Below are some entries; state how many of their lines include the word "FlightRequest" and give no more than that number.

════════════════

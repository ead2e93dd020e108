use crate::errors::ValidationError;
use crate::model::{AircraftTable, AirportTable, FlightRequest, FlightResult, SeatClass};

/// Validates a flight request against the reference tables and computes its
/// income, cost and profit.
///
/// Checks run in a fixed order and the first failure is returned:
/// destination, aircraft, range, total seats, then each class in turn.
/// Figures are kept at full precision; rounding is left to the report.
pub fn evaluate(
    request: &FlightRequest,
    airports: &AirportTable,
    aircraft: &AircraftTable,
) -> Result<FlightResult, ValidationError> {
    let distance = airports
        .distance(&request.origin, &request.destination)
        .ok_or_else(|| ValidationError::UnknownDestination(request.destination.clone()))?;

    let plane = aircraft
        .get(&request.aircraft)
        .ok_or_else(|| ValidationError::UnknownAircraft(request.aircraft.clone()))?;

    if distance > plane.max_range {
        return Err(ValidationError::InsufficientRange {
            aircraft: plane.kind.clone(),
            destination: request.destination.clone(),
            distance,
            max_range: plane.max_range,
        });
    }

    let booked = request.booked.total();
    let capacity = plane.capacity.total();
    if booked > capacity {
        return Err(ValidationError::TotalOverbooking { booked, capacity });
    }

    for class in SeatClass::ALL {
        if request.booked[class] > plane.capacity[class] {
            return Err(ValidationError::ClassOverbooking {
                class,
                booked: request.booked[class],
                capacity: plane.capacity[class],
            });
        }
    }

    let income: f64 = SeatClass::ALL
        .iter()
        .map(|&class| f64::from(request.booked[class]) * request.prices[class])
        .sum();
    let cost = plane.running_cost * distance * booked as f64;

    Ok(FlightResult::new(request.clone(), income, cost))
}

════════════════

**YOUR SOLUTION**
2